Given $X×Y$ hausdorff. Show that $X$ hausdorff.

Assume $x_1≠x_2$ in $X$.
Then $(x_1,y_0)≠(x_2,y_0)$ for some $y_0∈Y$.
Then there exists disjoint open neighborhoods in $X×Y$.
As those neigborhoods are open there exist (disjoint) basis elements of $X×Y$ such that:
$(x_1,y_0)⊂U_1×V_1$ and $(x_2,y_0)⊂U_2×V_2$
where $U_1,U_2$ are open. If I can show that $U_1,U_2$ are disjoint, then I'm done, but I don't see how. Any hints ?

• Suppose that $z \in U_1 \cap U_2$. What can you say about $(z,y_0)$? By the way, you need to require $Y \neq \varnothing$. – Daniel Fischer Mar 22 '14 at 19:25

You need to require that $Y$ be nonempty to draw any conclusions about $X$ from properties of $X\times Y$.

If $Y\neq \varnothing$, it is frequently useful to note that one can embed $X$ as a subspace in the product, for any $y_0 \in Y$, the map

$$\iota \colon X \to X\times Y;\quad \iota(x) = (x,y_0)$$

is continuous, since both of its components are, and its inverse is the restriction of a coordinate projection, hence also continuous. Thus $\iota$ is an embedding.

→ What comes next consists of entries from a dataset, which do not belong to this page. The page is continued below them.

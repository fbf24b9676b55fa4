//! Tracing setup for the `doorcam` host: everything to a log file, and
//! warnings/errors also to the panel output.

use std::path::Path;

use tokio::sync::broadcast;
use tracing_subscriber::layer::SubscriberExt;
use tracing_subscriber::util::SubscriberInitExt;

const DEFAULT_FILTER: &str = "info,doorcam_live=debug";

/// Forwards WARN and ERROR events as timestamped lines.
pub struct PanelLogLayer {
    sender: broadcast::Sender<String>,
}

impl PanelLogLayer {
    pub fn new(sender: broadcast::Sender<String>) -> Self {
        Self { sender }
    }
}

impl<S> tracing_subscriber::Layer<S> for PanelLogLayer
where
    S: tracing::Subscriber,
{
    fn on_event(&self, event: &tracing::Event<'_>, _ctx: tracing_subscriber::layer::Context<'_, S>) {
        let level = event.metadata().level();
        if !matches!(*level, tracing::Level::WARN | tracing::Level::ERROR) {
            return;
        }

        let mut line = format!("{} [{}] ", chrono::Local::now().format("%H:%M:%S"), level);
        event.record(&mut MessageVisitor(&mut line));

        // No receivers is fine.
        let _ = self.sender.send(line);
    }
}

struct MessageVisitor<'a>(&'a mut String);

impl tracing::field::Visit for MessageVisitor<'_> {
    fn record_debug(&mut self, field: &tracing::field::Field, value: &dyn std::fmt::Debug) {
        if field.name() == "message" {
            self.0.push_str(&format!("{:?}", value));
        } else {
            self.0.push_str(&format!(" {}={:?}", field.name(), value));
        }
    }
}

/// Install the global subscriber.  `RUST_LOG` overrides the default filter.
pub fn init(log_path: &Path, panel_lines: broadcast::Sender<String>) -> anyhow::Result<()> {
    let log_file = std::fs::OpenOptions::new()
        .create(true)
        .append(true)
        .open(log_path)?;

    let fmt_layer = tracing_subscriber::fmt::layer()
        .with_writer(log_file)
        .with_ansi(false);

    tracing_subscriber::registry()
        .with(fmt_layer)
        .with(PanelLogLayer::new(panel_lines))
        .with(
            tracing_subscriber::EnvFilter::try_from_default_env()
                .unwrap_or_else(|_| tracing_subscriber::EnvFilter::new(DEFAULT_FILTER)),
        )
        .try_init()?;
    Ok(())
}
//! Local stream decoder abstraction and the single-decoder slot.
//!
//! A decoder goes through `create → initialize → play → dispose`.  Every
//! decoder is wrapped in a [`DecoderLease`] that also holds the one permit of
//! the [`DecoderSlot`]; the permit is only returned by [`DecoderLease::dispose`],
//! so a new decoder cannot be created while the previous one is still alive.

use std::future::Future;
use std::sync::Arc;

use tokio::sync::{OwnedSemaphorePermit, Semaphore};
use tracing::{debug, warn};

use crate::error::DecoderError;

/// One playable media source bound to a URL.
pub trait StreamDecoder: Send + 'static {
    /// Handshake and buffering before playback.  May never complete on a dead
    /// stream; callers bound it.
    fn initialize(&mut self) -> impl Future<Output = Result<(), DecoderError>> + Send;

    fn play(&mut self) -> impl Future<Output = Result<(), DecoderError>> + Send;

    fn set_looping(&mut self, looping: bool)
        -> impl Future<Output = Result<(), DecoderError>> + Send;

    /// Release everything.  Must be safe whether or not `initialize` ran or
    /// succeeded.
    fn dispose(self) -> impl Future<Output = ()> + Send;
}

/// Allocates decoders.  `create` does no I/O.
pub trait DecoderFactory: Send + Sync + 'static {
    type Decoder: StreamDecoder;

    fn create(&self, url: &str) -> Self::Decoder;
}

/// Process-wide allowance of one live decoder.
#[derive(Clone)]
pub struct DecoderSlot {
    permits: Arc<Semaphore>,
}

impl Default for DecoderSlot {
    fn default() -> Self {
        Self::new()
    }
}

impl DecoderSlot {
    pub fn new() -> Self {
        Self {
            permits: Arc::new(Semaphore::new(1)),
        }
    }

    /// Wait for the slot, then create a decoder for `url` inside it.
    pub async fn lease<F: DecoderFactory>(
        &self,
        factory: &F,
        url: &str,
    ) -> Result<DecoderLease<F::Decoder>, DecoderError> {
        let permit = Arc::clone(&self.permits)
            .acquire_owned()
            .await
            .map_err(|_| DecoderError::Spawn("decoder slot closed".to_string()))?;
        debug!("decoder: creating for {}", url);
        Ok(DecoderLease {
            decoder: Some(factory.create(url)),
            permit: Some(permit),
        })
    }
}

/// Exclusive ownership of a created decoder plus the slot permit.
pub struct DecoderLease<D: StreamDecoder> {
    decoder: Option<D>,
    permit: Option<OwnedSemaphorePermit>,
}

impl<D: StreamDecoder> DecoderLease<D> {
    fn live(&mut self) -> Result<&mut D, DecoderError> {
        self.decoder
            .as_mut()
            .ok_or_else(|| DecoderError::Ipc("decoder already disposed".to_string()))
    }

    pub async fn initialize(&mut self) -> Result<(), DecoderError> {
        self.live()?.initialize().await
    }

    pub async fn play(&mut self) -> Result<(), DecoderError> {
        self.live()?.play().await
    }

    pub async fn set_looping(&mut self, looping: bool) -> Result<(), DecoderError> {
        self.live()?.set_looping(looping).await
    }

    /// Dispose the decoder, then give the slot back.
    pub async fn dispose(mut self) {
        if let Some(decoder) = self.decoder.take() {
            decoder.dispose().await;
            debug!("decoder: disposed");
        }
        drop(self.permit.take());
    }
}

impl<D: StreamDecoder> Drop for DecoderLease<D> {
    fn drop(&mut self) {
        if self.decoder.is_some() {
            warn!("decoder: lease dropped without dispose");
        }
    }
}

Hence $X$ has all properties that $X\times Y$ has and that are inherited by subspaces, such as being $T_0$, $T_1$, Hausdorff, $T_3$, $T_{3\frac{1}{2}}$ and more. If $Y$ is a $T_1$ space (more generally, if $Y$ contains a point $y_1$ such that $\{y_1\}$ is closed), then $X$ embeds as a closed subspace into $X\times Y$, and hence also has all properties of $X\times Y$ that are inherited by closed subspaces, such as being $T_4$ or complete (in case of uniform spaces).

Of course we can also see that $X$ must be Hausdorff if $X\times Y$ is and $Y\neq \varnothing$ in the way you went:

$$\varnothing = (U_1 \times V_1) \cap (U_2 \times V_2) = (U_1\cap U_2) \times (V_1 \cap V_2),$$

and since $y_0 \in V_1 \cap V_2$, it follows that $U_1 \cap U_2 = \varnothing$.